%%

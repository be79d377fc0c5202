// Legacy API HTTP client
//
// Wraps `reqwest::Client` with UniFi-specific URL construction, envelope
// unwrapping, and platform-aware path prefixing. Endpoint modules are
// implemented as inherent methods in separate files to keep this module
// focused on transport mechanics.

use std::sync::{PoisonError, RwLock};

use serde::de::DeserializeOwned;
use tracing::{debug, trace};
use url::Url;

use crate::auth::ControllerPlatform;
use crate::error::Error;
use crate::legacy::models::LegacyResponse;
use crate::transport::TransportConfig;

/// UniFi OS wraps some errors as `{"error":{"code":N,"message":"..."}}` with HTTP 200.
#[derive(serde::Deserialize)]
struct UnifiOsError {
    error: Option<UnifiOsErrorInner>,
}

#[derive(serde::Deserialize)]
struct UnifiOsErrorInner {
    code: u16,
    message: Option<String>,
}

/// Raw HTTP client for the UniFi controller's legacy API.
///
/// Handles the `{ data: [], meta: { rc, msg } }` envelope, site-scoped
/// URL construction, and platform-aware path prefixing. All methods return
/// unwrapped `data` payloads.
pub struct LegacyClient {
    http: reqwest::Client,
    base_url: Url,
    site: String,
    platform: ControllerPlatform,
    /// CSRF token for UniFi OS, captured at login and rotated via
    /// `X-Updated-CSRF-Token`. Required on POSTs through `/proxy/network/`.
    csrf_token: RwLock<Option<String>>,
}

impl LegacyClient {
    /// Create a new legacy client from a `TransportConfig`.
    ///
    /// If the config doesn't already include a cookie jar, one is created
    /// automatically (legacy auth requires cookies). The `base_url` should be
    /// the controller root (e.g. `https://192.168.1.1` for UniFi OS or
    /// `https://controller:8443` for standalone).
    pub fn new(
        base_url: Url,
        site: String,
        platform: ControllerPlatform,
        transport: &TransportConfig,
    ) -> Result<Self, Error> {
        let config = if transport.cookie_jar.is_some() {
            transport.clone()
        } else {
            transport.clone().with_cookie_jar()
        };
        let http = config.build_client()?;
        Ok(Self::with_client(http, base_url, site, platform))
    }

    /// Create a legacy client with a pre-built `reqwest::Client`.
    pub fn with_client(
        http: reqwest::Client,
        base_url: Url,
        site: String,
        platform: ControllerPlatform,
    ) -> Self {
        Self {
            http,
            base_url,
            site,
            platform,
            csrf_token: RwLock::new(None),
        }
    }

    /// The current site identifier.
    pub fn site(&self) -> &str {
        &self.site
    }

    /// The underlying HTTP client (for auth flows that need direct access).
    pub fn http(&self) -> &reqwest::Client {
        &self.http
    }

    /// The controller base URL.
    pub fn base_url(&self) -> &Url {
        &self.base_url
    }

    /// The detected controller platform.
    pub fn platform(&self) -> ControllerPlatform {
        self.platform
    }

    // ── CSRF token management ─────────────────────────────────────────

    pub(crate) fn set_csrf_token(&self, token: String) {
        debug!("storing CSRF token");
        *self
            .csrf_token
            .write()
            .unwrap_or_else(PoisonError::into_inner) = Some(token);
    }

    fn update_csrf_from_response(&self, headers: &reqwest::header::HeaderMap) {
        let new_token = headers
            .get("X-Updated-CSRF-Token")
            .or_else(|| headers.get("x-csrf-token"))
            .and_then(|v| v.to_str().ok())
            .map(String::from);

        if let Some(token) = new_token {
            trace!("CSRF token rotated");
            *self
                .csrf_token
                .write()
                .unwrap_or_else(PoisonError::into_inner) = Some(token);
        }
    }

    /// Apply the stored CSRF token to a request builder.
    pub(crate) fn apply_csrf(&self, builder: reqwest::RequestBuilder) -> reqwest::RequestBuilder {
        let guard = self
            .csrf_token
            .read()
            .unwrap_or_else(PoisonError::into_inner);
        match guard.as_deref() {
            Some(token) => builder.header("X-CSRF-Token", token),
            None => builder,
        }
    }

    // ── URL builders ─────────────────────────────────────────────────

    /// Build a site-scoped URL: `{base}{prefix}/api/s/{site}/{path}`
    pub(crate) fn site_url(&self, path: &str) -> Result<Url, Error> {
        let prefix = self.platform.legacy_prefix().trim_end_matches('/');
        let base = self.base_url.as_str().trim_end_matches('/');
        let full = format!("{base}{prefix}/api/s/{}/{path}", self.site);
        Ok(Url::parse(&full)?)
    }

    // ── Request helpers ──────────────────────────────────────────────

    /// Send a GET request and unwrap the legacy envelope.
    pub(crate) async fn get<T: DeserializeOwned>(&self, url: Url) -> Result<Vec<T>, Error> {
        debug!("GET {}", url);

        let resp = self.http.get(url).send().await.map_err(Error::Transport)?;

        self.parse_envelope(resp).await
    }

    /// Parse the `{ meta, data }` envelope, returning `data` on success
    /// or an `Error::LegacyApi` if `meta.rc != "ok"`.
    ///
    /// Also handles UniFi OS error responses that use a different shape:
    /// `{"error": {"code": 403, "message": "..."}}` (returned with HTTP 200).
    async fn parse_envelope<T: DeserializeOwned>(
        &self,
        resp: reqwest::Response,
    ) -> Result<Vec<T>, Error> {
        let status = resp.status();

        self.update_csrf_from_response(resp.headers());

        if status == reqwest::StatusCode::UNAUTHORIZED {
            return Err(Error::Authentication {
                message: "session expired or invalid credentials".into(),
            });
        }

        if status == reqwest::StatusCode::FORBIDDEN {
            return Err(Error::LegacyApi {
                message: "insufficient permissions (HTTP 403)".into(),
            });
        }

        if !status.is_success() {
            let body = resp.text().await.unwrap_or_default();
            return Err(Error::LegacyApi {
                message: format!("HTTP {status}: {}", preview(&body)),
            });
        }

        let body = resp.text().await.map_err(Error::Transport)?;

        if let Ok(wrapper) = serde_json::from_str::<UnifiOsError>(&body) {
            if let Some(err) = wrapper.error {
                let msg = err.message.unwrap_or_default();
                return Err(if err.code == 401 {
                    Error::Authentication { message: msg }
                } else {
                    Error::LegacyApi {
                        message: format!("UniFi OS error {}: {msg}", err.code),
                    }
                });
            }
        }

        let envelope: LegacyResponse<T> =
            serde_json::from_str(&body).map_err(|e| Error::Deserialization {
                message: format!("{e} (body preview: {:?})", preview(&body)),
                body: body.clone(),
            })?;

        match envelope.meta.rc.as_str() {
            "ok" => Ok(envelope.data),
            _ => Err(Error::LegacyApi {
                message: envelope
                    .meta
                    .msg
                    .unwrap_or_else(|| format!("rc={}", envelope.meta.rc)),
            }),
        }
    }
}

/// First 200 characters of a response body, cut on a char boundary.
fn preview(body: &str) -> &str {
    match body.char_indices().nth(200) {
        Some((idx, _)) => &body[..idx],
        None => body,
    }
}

%%

**GOAL OF THE EXERCISE:**
What is needed here is the full listing, restated word for word.

**WRITTEN RESPONSE:**
repository be79d377fc0c5202
// Legacy API HTTP client
//
// Wraps `reqwest::Client` with UniFi-specific URL construction, envelope
// unwrapping, and platform-aware path prefixing. Endpoint modules are
// implemented as inherent methods in separate files to keep this module
// focused on transport mechanics.

use std::sync::{PoisonError, RwLock};

use serde::de::DeserializeOwned;
use tracing::{debug, trace};
use url::Url;

use crate::auth::ControllerPlatform;
use crate::error::Error;
use crate::legacy::models::LegacyResponse;
use crate::transport::TransportConfig;

/// UniFi OS wraps some errors as `{"error":{"code":N,"message":"..."}}` with HTTP 200.
#[derive(serde::Deserialize)]
struct UnifiOsError {
    error: Option<UnifiOsErrorInner>,
}

#[derive(serde::Deserialize)]
struct UnifiOsErrorInner {
    code: u16,
    message: Option<String>,
}

/// Raw HTTP client for the UniFi controller's legacy API.
///
/// Handles the `{ data: [], meta: { rc, msg } }` envelope, site-scoped
/// URL construction, and platform-aware path prefixing. All methods return
/// unwrapped `data` payloads.
pub struct LegacyClient {
    http: reqwest::Client,
    base_url: Url,
    site: String,
    platform: ControllerPlatform,
    /// CSRF token for UniFi OS, captured at login and rotated via
    /// `X-Updated-CSRF-Token`. Required on POSTs through `/proxy/network/`.
    csrf_token: RwLock<Option<String>>,
}

impl LegacyClient {
    /// Create a new legacy client from a `TransportConfig`.
    ///
    /// If the config doesn't already include a cookie jar, one is created
    /// automatically (legacy auth requires cookies). The `base_url` should be
    /// the controller root (e.g. `https://192.168.1.1` for UniFi OS or
    /// `https://controller:8443` for standalone).
    pub fn new(
        base_url: Url,
        site: String,
        platform: ControllerPlatform,
        transport: &TransportConfig,
    ) -> Result<Self, Error> {
        let config = if transport.cookie_jar.is_some() {
            transport.clone()
        } else {
            transport.clone().with_cookie_jar()
        };
        let http = config.build_client()?;
        Ok(Self::with_client(http, base_url, site, platform))
    }

    /// Create a legacy client with a pre-built `reqwest::Client`.
    pub fn with_client(
        http: reqwest::Client,
        base_url: Url,
        site: String,
        platform: ControllerPlatform,
    ) -> Self {
        Self {
            http,
            base_url,
            site,
            platform,
            csrf_token: RwLock::new(None),
        }
    }

    /// The current site identifier.
    pub fn site(&self) -> &str {
        &self.site
    }

    /// The underlying HTTP client (for auth flows that need direct access).
    pub fn http(&self) -> &reqwest::Client {
        &self.http
    }

    /// The controller base URL.
    pub fn base_url(&self) -> &Url {
        &self.base_url
    }

    /// The detected controller platform.
    pub fn platform(&self) -> ControllerPlatform {
        self.platform
    }

    // ── CSRF token management ─────────────────────────────────────────

    pub(crate) fn set_csrf_token(&self, token: String) {
        debug!("storing CSRF token");
        *self
            .csrf_token
            .write()
            .unwrap_or_else(PoisonError::into_inner) = Some(token);
    }

    fn update_csrf_from_response(&self, headers: &reqwest::header::HeaderMap) {
        let new_token = headers
            .get("X-Updated-CSRF-Token")
            .or_else(|| headers.get("x-csrf-token"))
            .and_then(|v| v.to_str().ok())
            .map(String::from);

        if let Some(token) = new_token {
            trace!("CSRF token rotated");
            *self
                .csrf_token
                .write()
                .unwrap_or_else(PoisonError::into_inner) = Some(token);
        }
    }

    /// Apply the stored CSRF token to a request builder.
    pub(crate) fn apply_csrf(&self, builder: reqwest::RequestBuilder) -> reqwest::RequestBuilder {
        let guard = self
            .csrf_token
            .read()
            .unwrap_or_else(PoisonError::into_inner);
        match guard.as_deref() {
            Some(token) => builder.header("X-CSRF-Token", token),
            None => builder,
        }
    }

    // ── URL builders ─────────────────────────────────────────────────

    /// Build a site-scoped URL: `{base}{prefix}/api/s/{site}/{path}`
    pub(crate) fn site_url(&self, path: &str) -> Result<Url, Error> {
        let prefix = self.platform.legacy_prefix().trim_end_matches('/');
        let base = self.base_url.as_str().trim_end_matches('/');
        let full = format!("{base}{prefix}/api/s/{}/{path}", self.site);
        Ok(Url::parse(&full)?)
    }

    // ── Request helpers ──────────────────────────────────────────────

    /// Send a GET request and unwrap the legacy envelope.
    pub(crate) async fn get<T: DeserializeOwned>(&self, url: Url) -> Result<Vec<T>, Error> {
        debug!("GET {}", url);

        let resp = self.http.get(url).send().await.map_err(Error::Transport)?;

        self.parse_envelope(resp).await
    }

    /// Parse the `{ meta, data }` envelope, returning `data` on success
    /// or an `Error::LegacyApi` if `meta.rc != "ok"`.
    ///
    /// Also handles UniFi OS error responses that use a different shape:
    /// `{"error": {"code": 403, "message": "..."}}` (returned with HTTP 200).
    async fn parse_envelope<T: DeserializeOwned>(
        &self,
        resp: reqwest::Response,
    ) -> Result<Vec<T>, Error> {
        let status = resp.status();

        self.update_csrf_from_response(resp.headers());

        if status == reqwest::StatusCode::UNAUTHORIZED {
            return Err(Error::Authentication {
                message: "session expired or invalid credentials".into(),
            });
        }

        if status == reqwest::StatusCode::FORBIDDEN {
            return Err(Error::LegacyApi {
                message: "insufficient permissions (HTTP 403)".into(),
            });
        }

        if !status.is_success() {
            let body = resp.text().await.unwrap_or_default();
            return Err(Error::LegacyApi {
                message: format!("HTTP {status}: {}", preview(&body)),
            });
        }

        let body = resp.text().await.map_err(Error::Transport)?;

        if let Ok(wrapper) = serde_json::from_str::<UnifiOsError>(&body) {
            if let Some(err) = wrapper.error {
                let msg = err.message.unwrap_or_default();
                return Err(if err.code == 401 {
                    Error::Authentication { message: msg }
                } else {
                    Error::LegacyApi {
                        message: format!("UniFi OS error {}: {msg}", err.code),
                    }
                });
            }
        }

        let envelope: LegacyResponse<T> =
            serde_json::from_str(&body).map_err(|e| Error::Deserialization {
                message: format!("{e} (body preview: {:?})", preview(&body)),
                body: body.clone(),
            })?;

        match envelope.meta.rc.as_str() {
            "ok" => Ok(envelope.data),
            _ => Err(Error::LegacyApi {
                message: envelope
                    .meta
                    .msg
                    .unwrap_or_else(|| format!("rc={}", envelope.meta.rc)),
            }),
        }
    }
}

/// First 200 characters of a response body, cut on a char boundary.
fn preview(body: &str) -> &str {
    match body.char_indices().nth(200) {
        Some((idx, _)) => &body[..idx],
        None => body,
    }
}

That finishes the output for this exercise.